A large body of empirical studies have examined the statistical properties of the real exchange rate to draw implications on the practical relevance of purchasing power parity (PPP) over the long-run. And while traditional linear cointegration tests of the PPP hypothesis often lead to rejection, more recent studies allowing for nonlinearities suggest mixed results, leaving the outcome of the hypothesis unresolved. Using a semiparametric varying coefficient framework, Hongjun Li, Zhongjian Lin, and Cheng Hsiao apply recently developed cointegration tests to study the PPP hypothesis between the USA and Canada, Japan, and the UK. Contrary to typical findings based on linear models, the semiparametric model provides support for the PPP hypothesis across all three country comparisons with the USA.

Typical measures of wealth focus on capital stocks, health, and institutional quality. However, these notions of wealth do not capture sustainability, ignoring changes in stocks of resources over time and the health of the environment. Elettra Agliardi, Mehmet Pinar, and Thanasis Stengos employ stochastic dominance methods to derive a relative environmental degradation index across countries. This index captures one of the eight dimensions suggested by Stiglitz et al. (2009) that go beyond gross domestic product to measure well-being. A worst-case scenario index to measure environmental degradation across different countries at different times is constructed using methods based on consistent tests for stochastic dominance efficiency. It is found that in the worst-case scenario index, green house gas emissions contribute the most and water pollution the least. Their relative worst-case scenario index can be a useful tool for policy making in conveying information on environmental quality and enables quick assessment of sustainable performance across countries and over time. Further, this index can serve as an important benchmark to assess the progress that countries make in reducing their environmental risk.

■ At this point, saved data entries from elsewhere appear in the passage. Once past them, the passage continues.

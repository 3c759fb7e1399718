//! Database Config

use clap::Args;

/// Database settings.
#[derive(Debug, Clone, Args)]
pub struct DatabaseConfig {
    /// `SQLite` connection string
    #[arg(
        long,
        env = "DATABASE_URL",
        default_value = "sqlite://data/orgchart.sqlite",
        global = true
    )]
    pub database_url: String,
}
//! Sites service errors.

use std::io;

use thiserror::Error;

use crate::domain::{
    collaborators::CollaboratorsServiceError, companies::CompaniesServiceError,
};

#[derive(Debug, Error)]
pub enum SitesServiceError {
    #[error("company not found")]
    NotFound,

    #[error("invalid site slug {0:?}")]
    InvalidSlug(String),

    #[error("could not write site files")]
    Io(#[from] io::Error),

    #[error("could not serialize chart data")]
    Serialize(#[from] serde_json::Error),

    #[error("could not load company")]
    Companies(#[source] CompaniesServiceError),

    #[error("could not load collaborators")]
    Collaborators(#[source] CollaboratorsServiceError),
}

impl From<CompaniesServiceError> for SitesServiceError {
    fn from(error: CompaniesServiceError) -> Self {
        match error {
            CompaniesServiceError::NotFound => Self::NotFound,
            error => Self::Companies(error),
        }
    }
}

impl From<CollaboratorsServiceError> for SitesServiceError {
    fn from(error: CollaboratorsServiceError) -> Self {
        match error {
            CollaboratorsServiceError::CompanyNotFound => Self::NotFound,
            error => Self::Collaborators(error),
        }
    }
}
//! Database connection management

use std::{path::Path, str::FromStr, time::Duration};

use jiff::Timestamp;
use sqlx::{
    Row, Sqlite, SqlitePool, Transaction,
    migrate::MigrateError,
    sqlite::{SqliteConnectOptions, SqliteJournalMode, SqlitePoolOptions, SqliteRow},
};

/// How long a writer waits for the write lock before failing.
const BUSY_TIMEOUT: Duration = Duration::from_secs(10);

#[derive(Debug, Clone)]
pub struct Db {
    pool: SqlitePool,
}

impl Db {
    #[must_use]
    pub fn new(pool: SqlitePool) -> Self {
        Self { pool }
    }

    /// Begin a transaction on the entity store.
    ///
    /// # Errors
    ///
    /// Returns an error when a connection cannot be acquired or `BEGIN` fails.
    pub async fn begin(&self) -> Result<Transaction<'static, Sqlite>, sqlx::Error> {
        self.pool.begin().await
    }

    /// Begin a transaction that takes the database write lock up front.
    ///
    /// Writes that read before writing (slug lookups, manager checks) must use
    /// this: a deferred transaction upgrading to a writer in WAL mode fails
    /// with `SQLITE_BUSY_SNAPSHOT` instead of waiting on the busy timeout.
    ///
    /// # Errors
    ///
    /// Returns an error when a connection cannot be acquired or the write lock
    /// is not granted within the busy timeout.
    pub async fn begin_write(&self) -> Result<Transaction<'static, Sqlite>, sqlx::Error> {
        self.pool.begin_with("BEGIN IMMEDIATE").await
    }

    #[must_use]
    pub fn pool(&self) -> &SqlitePool {
        &self.pool
    }
}

/// Connect to `SQLite`, creating the database file (and its directory) when
/// missing.
///
/// Foreign keys are switched on for every pooled connection; cascades and
/// `ON DELETE SET NULL` depend on it.
///
/// # Errors
///
/// Returns an error if the URL is invalid or the connection cannot be established.
pub async fn connect(database_url: &str) -> Result<SqlitePool, sqlx::Error> {
    let options = SqliteConnectOptions::from_str(database_url)?
        .create_if_missing(true)
        .foreign_keys(true)
        .journal_mode(SqliteJournalMode::Wal)
        .busy_timeout(BUSY_TIMEOUT);

    if let Some(parent) = options.get_filename().parent()
        && !parent.as_os_str().is_empty()
    {
        tokio::fs::create_dir_all(parent).await?;
    }

    SqlitePoolOptions::new().connect_with(options).await
}

/// Apply pending schema migrations.
///
/// # Errors
///
/// Returns an error if a migration fails to apply.
pub async fn migrate(pool: &SqlitePool) -> Result<(), MigrateError> {
    sqlx::migrate!("../../migrations").run(pool).await
}

/// Decode an RFC 3339 text column into a timestamp.
pub(crate) fn timestamp_column(row: &SqliteRow, column: &str) -> Result<Timestamp, sqlx::Error> {
    let raw: String = row.try_get(column)?;

    raw.parse::<Timestamp>()
        .map_err(|error| sqlx::Error::ColumnDecode {
            index: column.to_string(),
            source: Box::new(error),
        })
}

/// Text form of a stored file path.
pub(crate) fn path_column(path: &Path) -> String {
    path.to_string_lossy().into_owned()
}
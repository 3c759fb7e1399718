//! Organization chart builder: companies, collaborators and their published
//! org-chart sites.

pub mod config;
pub mod context;
pub mod database;
pub mod domain;
pub mod logging;
pub mod uploads;

#[cfg(test)]
mod test;

mod uuids;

The adverse macroeconomic effects of volatility on economic growth are well known. However, a variety of empirical findings fail to reach consensus on the most crucial sources of growth volatility, potentially due to theory and model uncertainty. Chih-Ming Tan and Andros Kourtellos present a Bayesian model averaging estimator for growth volatility in the presence of a threshold. Their approach develops a novel empirical methodology that allows the simultaneous handling of both theory uncertainty and parameter heterogeneity. They find evidence of both parameter heterogeneity and model uncertainty, highlighting the role of ethnic fractionalization, institutions, financial development, health, and geography on volatility of cross-country growth.

Geraldine Henningsen, Arne Henningsen, and Christian Henning present a model of transaction costs and social networks among firms. It is argued that firm productivity is downward bias if these underlying, hidden social costs are not accounted for. They present estimates from a range of semi- and nonparametric models to discern just how large this bias is. They also determine that large trading networks and dense household networks have a positive influence on a farmer’s productivity. Furthermore, transaction costs are determined to have a measurable impact on the productivity ranking of the farms.

As a final note, we would like to thank Liane Wolf for behind-the-scenes assistance at various stages as well as members of the editorial board for approving this project. Without their belief, this project would not have come to fruition.